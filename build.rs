fn main() {
    println!("cargo:rerun-if-env-changed=RAINGLASS_BUILD");
    println!("cargo:rerun-if-env-changed=GITHUB_SHA");

    let build_id = match std::env::var("RAINGLASS_BUILD") {
        Ok(v) if !v.is_empty() => v,
        _ => infer_build_id(),
    };
    println!("cargo:rustc-env=RAINGLASS_BUILD={}", build_id);

    let sha = git_short_sha()
        .or_else(|| {
            let v = std::env::var("GITHUB_SHA").ok()?;
            short_hex(v.trim())
        })
        .unwrap_or_default();
    println!("cargo:rustc-env=RAINGLASS_GIT_SHA={}", sha);
}

fn short_hex(v: &str) -> Option<String> {
    let short = &v[..v.len().min(7)];
    if !short.is_empty() && short.chars().all(|c| c.is_ascii_hexdigit()) {
        Some(short.to_ascii_lowercase())
    } else {
        None
    }
}

fn git_short_sha() -> Option<String> {
    let out = std::process::Command::new("git")
        .args(["rev-parse", "--short=7", "HEAD"])
        .output()
        .ok()?;
    if !out.status.success() {
        return None;
    }
    let s = String::from_utf8(out.stdout).ok()?;
    short_hex(s.trim())
}

fn infer_build_id() -> String {
    let os = match std::env::var("CARGO_CFG_TARGET_OS").as_deref() {
        Ok("macos") => "darwin".to_string(),
        Ok(other) => other.to_string(),
        Err(_) => "unknown".to_string(),
    };
    let arch = std::env::var("CARGO_CFG_TARGET_ARCH").unwrap_or_else(|_| "unknown".to_string());
    let profile = std::env::var("PROFILE").unwrap_or_else(|_| "unknown".to_string());
    format!("{os}-{arch}-{profile}")
}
-.-.-
What this task involves: Only the lines from the start of the material through the line containing "fn git_short_sha() ->" should be repeated, and they should be repeated exactly.

Response below:
filename build.rs
fn main() {
    println!("cargo:rerun-if-env-changed=RAINGLASS_BUILD");
    println!("cargo:rerun-if-env-changed=GITHUB_SHA");

    let build_id = match std::env::var("RAINGLASS_BUILD") {
        Ok(v) if !v.is_empty() => v,
        _ => infer_build_id(),
    };
    println!("cargo:rustc-env=RAINGLASS_BUILD={}", build_id);

    let sha = git_short_sha()
        .or_else(|| {
            let v = std::env::var("GITHUB_SHA").ok()?;
            short_hex(v.trim())
        })
        .unwrap_or_default();
    println!("cargo:rustc-env=RAINGLASS_GIT_SHA={}", sha);
}

fn short_hex(v: &str) -> Option<String> {
    let short = &v[..v.len().min(7)];
    if !short.is_empty() && short.chars().all(|c| c.is_ascii_hexdigit()) {
        Some(short.to_ascii_lowercase())
    } else {
        None
    }
}

fn git_short_sha() -> Option<String> {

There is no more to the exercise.